Youth Development
Sowing the seeds of self-actualization
One way of articulating what it is that I’m trying to build into a PYA curriculum is the “seeds of self-actualization,” a term I take from “A Theory of Human Motivation” by Abraham Maslow. (Now, I have a terrible blogging habit of burying the lede, so skip down to the jump if you’re already familiar with this.) In brief, Maslow argues that human beings have a progressive hierarchy of needs, beginning with the most basic of physiological drives, moving up to concerns about safety, love/belonging, esteem, and ultimately, self-actualization. Later on, Maslow would sandwich cognitive and aesthetic needs—the pursuits of knowledge and beauty—in between esteem and self-actualization, and top off the pyramid with the search for self-transcendence, or spiritual fulfillment.

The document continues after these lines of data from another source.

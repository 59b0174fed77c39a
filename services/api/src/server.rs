use crate::cli::ServeArgs;
use crate::infra::{seeded_screening_service, AppState};
use crate::routes::with_screening_routes;
use admissions::config::AppConfig;
use admissions::error::AppError;
use admissions::telemetry;
use axum::Extension;
use axum_prometheus::PrometheusMetricLayer;
use std::sync::atomic::Ordering;
use std::sync::Arc;
use tracing::info;

pub(crate) async fn run(mut args: ServeArgs) -> Result<(), AppError> {
    let mut config = AppConfig::load()?;

    if let Some(host) = args.host.take() {
        config.server.host = host;
    }
    if let Some(port) = args.port.take() {
        config.server.port = port;
    }

    telemetry::init(&config.telemetry)?;

    let (prometheus_layer, prometheus_handle) = PrometheusMetricLayer::pair();
    let readiness_flag = Arc::new(std::sync::atomic::AtomicBool::new(false));
    let app_state = AppState {
        readiness: readiness_flag.clone(),
        metrics: Arc::new(prometheus_handle),
    };

    let screening_service = Arc::new(seeded_screening_service()?);

    let app = with_screening_routes(screening_service)
        .layer(Extension(app_state))
        .layer(prometheus_layer);

    let addr = config.server.socket_addr()?;
    let listener = tokio::net::TcpListener::bind(addr).await?;
    readiness_flag.store(true, Ordering::Release);

    info!(?config.environment, %addr, "admissions screening service ready");

    axum::serve(listener, app).await?;
    Ok(())
}
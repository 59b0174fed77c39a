use std::sync::atomic::AtomicBool;
use std::sync::Arc;

use admissions::error::AppError;
use admissions::screening::{
    seed, GradeMappingTable, InMemoryRequirementRegistry, ScreeningService,
};
use metrics_exporter_prometheus::PrometheusHandle;

#[derive(Clone)]
pub(crate) struct AppState {
    pub(crate) readiness: Arc<AtomicBool>,
    pub(crate) metrics: Arc<PrometheusHandle>,
}

/// Assemble a screening service over the seeded standard tables and demo
/// rules. Real deployments would hydrate the registry and mapping table from
/// the admissions database instead.
pub(crate) fn seeded_screening_service(
) -> Result<ScreeningService<InMemoryRequirementRegistry>, AppError> {
    let registry = InMemoryRequirementRegistry::from_rules(seed::demo_requirement_rules());
    let mappings = GradeMappingTable::from_rows(seed::standard_grade_mappings())?;

    Ok(ScreeningService::new(
        Arc::new(registry),
        Arc::new(mappings),
        Arc::new(seed::demo_subject_catalog()),
        seed::standard_certificate_types(),
    ))
}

These needs are hierarchical in the sense that the higher needs only typically emerge as each preceding need is adequately satisfied. The higher needs either do not exist or recede into the background for someone who lacks food, safety, love, and esteem. If I am hungry, homeless, and unemployed, I will be preoccupied with securing stable housing and any means of income, long before I might entertain the pursuit of creative expression. And above all, I seek nourishment. Once my most basic needs are met to reasonable degrees, there emerges my thirst for understanding, for beauty, for the meaning of life. (more…)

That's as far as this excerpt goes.